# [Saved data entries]
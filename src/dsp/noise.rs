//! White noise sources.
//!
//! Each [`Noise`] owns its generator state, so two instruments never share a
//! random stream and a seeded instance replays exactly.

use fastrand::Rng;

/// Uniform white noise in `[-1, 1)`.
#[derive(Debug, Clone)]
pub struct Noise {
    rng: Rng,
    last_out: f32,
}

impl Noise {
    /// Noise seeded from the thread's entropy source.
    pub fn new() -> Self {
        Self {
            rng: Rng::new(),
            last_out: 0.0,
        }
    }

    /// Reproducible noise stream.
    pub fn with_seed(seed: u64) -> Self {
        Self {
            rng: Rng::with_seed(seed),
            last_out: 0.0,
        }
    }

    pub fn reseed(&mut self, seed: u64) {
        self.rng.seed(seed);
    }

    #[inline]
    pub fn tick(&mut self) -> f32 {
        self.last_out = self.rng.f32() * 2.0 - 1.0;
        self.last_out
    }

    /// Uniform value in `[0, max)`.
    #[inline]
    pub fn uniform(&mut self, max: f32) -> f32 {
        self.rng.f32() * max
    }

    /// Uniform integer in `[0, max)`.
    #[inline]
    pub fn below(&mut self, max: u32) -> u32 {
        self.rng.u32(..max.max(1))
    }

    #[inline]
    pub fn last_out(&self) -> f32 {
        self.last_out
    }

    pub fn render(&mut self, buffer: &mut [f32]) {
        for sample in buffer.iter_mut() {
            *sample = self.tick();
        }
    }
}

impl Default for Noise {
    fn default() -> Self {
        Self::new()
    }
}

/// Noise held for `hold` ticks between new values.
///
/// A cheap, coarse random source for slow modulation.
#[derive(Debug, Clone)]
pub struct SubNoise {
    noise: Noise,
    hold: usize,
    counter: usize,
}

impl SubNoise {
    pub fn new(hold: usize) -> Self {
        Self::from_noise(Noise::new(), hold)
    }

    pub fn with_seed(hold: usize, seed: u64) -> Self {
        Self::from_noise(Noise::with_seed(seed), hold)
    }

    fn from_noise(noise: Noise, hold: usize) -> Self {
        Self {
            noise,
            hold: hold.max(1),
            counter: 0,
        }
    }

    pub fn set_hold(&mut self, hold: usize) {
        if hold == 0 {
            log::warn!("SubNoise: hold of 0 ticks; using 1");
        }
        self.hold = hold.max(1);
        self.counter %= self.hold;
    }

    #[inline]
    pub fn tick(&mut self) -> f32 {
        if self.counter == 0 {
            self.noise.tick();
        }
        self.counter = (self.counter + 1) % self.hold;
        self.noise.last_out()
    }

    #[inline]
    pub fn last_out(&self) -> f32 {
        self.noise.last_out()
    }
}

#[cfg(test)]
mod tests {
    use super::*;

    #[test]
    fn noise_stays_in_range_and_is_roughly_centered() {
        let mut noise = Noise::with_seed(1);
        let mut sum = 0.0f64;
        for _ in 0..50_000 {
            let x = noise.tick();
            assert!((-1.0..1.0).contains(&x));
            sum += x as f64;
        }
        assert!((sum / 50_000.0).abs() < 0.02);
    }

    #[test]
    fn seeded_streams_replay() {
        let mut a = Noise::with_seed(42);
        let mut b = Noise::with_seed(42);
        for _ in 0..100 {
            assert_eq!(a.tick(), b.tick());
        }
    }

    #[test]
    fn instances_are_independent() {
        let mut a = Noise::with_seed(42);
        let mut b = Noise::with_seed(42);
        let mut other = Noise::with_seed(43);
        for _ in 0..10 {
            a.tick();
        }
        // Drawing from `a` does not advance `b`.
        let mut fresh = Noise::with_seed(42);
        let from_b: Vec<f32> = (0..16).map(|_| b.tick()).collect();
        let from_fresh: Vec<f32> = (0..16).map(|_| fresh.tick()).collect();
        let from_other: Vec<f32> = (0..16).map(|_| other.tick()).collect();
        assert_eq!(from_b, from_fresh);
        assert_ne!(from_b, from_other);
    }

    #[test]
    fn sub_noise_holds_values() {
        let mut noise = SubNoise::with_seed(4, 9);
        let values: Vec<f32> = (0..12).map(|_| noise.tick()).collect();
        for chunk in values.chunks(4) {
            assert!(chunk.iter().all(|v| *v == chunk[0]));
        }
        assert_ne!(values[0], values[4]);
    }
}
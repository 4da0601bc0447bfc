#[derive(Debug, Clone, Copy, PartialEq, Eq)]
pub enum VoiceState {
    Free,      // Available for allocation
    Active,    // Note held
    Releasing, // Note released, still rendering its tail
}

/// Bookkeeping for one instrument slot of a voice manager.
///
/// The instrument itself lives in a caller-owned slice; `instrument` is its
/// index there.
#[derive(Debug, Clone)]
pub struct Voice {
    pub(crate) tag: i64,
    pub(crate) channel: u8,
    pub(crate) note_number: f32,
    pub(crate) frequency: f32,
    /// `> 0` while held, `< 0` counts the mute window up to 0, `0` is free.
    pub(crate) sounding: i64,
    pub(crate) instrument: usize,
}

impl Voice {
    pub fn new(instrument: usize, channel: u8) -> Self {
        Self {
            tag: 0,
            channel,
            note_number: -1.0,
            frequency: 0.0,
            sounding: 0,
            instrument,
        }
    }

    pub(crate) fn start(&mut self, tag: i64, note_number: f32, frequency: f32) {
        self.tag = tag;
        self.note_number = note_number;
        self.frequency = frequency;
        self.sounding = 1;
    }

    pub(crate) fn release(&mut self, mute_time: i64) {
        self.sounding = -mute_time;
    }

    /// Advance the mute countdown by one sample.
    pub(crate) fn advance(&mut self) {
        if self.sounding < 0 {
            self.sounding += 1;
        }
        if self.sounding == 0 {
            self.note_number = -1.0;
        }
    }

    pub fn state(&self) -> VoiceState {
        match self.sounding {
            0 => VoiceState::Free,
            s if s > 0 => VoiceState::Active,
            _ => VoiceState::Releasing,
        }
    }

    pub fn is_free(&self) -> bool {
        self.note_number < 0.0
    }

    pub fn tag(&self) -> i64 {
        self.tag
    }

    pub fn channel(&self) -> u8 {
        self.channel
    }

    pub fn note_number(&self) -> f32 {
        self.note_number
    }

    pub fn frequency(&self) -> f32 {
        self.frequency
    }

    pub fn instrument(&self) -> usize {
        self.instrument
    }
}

# [Your task]
Would you filter the records and copy out each line containing "channel"?

# [Answer]
    pub(crate) channel: u8,
    pub fn new(instrument: usize, channel: u8) -> Self {
            channel,
    pub fn channel(&self) -> u8 {
        self.channel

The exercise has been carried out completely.